++++ Material provided
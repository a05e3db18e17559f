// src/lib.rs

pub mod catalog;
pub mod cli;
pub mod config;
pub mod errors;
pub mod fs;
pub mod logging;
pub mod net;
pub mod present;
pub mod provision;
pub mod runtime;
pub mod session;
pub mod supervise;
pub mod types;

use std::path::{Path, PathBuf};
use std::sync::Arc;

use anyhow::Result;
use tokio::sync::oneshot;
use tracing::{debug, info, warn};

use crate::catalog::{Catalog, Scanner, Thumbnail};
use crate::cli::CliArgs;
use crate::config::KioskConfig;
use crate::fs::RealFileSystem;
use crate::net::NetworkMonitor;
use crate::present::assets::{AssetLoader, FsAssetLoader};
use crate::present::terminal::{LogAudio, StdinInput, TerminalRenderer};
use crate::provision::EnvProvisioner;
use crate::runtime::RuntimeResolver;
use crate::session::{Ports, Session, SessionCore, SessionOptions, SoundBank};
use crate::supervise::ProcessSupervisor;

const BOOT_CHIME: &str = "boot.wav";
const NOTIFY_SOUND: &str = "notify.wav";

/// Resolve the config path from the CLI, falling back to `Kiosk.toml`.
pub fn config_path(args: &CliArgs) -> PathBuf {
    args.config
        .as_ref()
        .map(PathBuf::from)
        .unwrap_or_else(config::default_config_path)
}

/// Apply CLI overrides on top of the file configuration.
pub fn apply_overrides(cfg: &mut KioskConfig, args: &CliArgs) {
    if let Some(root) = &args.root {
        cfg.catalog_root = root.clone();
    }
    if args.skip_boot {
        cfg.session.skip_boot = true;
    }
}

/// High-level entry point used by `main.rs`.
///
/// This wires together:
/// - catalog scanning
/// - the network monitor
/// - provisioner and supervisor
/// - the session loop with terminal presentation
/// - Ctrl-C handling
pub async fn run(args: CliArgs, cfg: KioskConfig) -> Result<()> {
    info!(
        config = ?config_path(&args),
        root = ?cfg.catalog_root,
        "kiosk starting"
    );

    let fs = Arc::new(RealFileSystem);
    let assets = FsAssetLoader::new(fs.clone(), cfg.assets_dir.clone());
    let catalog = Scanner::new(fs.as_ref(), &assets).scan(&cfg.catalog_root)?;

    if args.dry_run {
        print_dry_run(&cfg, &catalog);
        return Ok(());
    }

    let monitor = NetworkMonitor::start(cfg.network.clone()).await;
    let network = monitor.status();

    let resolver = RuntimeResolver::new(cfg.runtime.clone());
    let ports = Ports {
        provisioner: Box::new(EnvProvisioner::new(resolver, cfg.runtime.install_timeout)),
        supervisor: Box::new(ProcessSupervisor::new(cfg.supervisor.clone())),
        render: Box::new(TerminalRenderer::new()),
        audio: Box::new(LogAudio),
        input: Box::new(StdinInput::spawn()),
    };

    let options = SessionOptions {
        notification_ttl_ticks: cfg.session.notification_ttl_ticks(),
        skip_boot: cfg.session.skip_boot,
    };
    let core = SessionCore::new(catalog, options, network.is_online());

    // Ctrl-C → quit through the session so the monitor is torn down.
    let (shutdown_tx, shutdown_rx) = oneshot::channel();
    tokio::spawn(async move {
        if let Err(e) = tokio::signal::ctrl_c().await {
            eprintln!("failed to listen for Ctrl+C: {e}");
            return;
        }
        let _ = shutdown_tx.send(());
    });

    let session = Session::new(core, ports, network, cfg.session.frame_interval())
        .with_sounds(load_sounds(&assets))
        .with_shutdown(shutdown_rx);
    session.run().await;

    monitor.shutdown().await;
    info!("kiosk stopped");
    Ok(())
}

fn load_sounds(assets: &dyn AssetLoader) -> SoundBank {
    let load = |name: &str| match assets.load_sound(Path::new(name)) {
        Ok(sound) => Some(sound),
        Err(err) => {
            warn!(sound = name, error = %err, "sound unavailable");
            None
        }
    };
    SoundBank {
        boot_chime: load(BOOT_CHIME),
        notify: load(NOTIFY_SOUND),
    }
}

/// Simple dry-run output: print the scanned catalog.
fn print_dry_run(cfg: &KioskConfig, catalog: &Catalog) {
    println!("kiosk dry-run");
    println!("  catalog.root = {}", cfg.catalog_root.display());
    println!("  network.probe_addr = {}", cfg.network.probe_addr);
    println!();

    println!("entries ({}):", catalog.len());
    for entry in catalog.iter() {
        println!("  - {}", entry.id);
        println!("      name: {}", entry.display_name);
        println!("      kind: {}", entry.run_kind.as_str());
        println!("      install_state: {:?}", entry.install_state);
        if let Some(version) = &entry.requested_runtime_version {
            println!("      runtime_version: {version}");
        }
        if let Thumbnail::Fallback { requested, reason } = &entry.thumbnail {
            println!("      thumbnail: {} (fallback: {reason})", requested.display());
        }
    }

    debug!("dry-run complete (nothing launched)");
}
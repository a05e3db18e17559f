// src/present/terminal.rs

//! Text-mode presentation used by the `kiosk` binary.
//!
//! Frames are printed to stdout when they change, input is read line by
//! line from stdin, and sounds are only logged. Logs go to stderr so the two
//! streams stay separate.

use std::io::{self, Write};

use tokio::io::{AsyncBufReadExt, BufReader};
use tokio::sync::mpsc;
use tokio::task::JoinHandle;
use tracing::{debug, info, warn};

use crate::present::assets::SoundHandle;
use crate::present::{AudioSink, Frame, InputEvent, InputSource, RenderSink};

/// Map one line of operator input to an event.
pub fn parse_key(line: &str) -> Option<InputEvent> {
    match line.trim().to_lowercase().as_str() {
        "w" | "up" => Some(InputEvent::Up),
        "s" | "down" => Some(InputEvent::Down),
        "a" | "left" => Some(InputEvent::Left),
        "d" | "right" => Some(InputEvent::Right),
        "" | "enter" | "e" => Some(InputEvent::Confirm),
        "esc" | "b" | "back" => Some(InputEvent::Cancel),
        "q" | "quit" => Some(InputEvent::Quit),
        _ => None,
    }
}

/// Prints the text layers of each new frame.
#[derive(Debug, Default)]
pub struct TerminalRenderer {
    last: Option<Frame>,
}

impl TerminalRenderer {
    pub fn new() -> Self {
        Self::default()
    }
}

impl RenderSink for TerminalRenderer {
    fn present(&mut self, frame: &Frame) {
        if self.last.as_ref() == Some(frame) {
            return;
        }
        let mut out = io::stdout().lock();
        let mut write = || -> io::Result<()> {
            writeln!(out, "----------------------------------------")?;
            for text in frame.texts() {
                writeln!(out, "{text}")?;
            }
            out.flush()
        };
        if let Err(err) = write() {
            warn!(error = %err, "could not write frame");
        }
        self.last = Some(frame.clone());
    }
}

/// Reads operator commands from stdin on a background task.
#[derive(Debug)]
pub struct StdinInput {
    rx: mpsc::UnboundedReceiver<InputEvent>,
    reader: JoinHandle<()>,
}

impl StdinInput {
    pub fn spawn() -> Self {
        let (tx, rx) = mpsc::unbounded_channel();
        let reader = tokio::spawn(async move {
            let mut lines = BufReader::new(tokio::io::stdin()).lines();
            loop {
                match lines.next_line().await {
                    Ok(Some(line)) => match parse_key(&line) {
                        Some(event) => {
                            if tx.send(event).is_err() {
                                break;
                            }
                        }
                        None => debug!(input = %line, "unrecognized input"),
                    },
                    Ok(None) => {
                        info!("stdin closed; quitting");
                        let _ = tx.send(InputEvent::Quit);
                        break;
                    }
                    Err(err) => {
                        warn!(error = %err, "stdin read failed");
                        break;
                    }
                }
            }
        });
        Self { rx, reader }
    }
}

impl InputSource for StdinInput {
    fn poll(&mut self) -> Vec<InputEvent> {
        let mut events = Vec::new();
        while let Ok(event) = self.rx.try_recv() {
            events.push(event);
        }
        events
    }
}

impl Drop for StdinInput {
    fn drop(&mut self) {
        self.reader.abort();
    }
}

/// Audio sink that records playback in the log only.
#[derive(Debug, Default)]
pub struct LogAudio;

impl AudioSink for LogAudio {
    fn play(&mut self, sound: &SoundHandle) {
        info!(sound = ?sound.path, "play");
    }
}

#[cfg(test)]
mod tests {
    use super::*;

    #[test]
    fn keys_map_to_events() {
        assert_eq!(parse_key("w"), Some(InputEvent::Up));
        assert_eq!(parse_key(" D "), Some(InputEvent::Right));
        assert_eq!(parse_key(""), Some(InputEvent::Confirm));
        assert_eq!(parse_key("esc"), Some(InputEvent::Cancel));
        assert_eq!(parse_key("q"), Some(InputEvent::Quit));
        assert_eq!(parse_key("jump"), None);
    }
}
++++++++
**Task to complete:**
Only lines containing the word "clone" should appear in the answer, and every such line from the records above must be there.

**Task response:**
        cfg.catalog_root = root.clone();
    let assets = FsAssetLoader::new(fs.clone(), cfg.assets_dir.clone());
    let monitor = NetworkMonitor::start(cfg.network.clone()).await;
    let resolver = RuntimeResolver::new(cfg.runtime.clone());
        supervisor: Box::new(ProcessSupervisor::new(cfg.supervisor.clone())),
        self.last = Some(frame.clone());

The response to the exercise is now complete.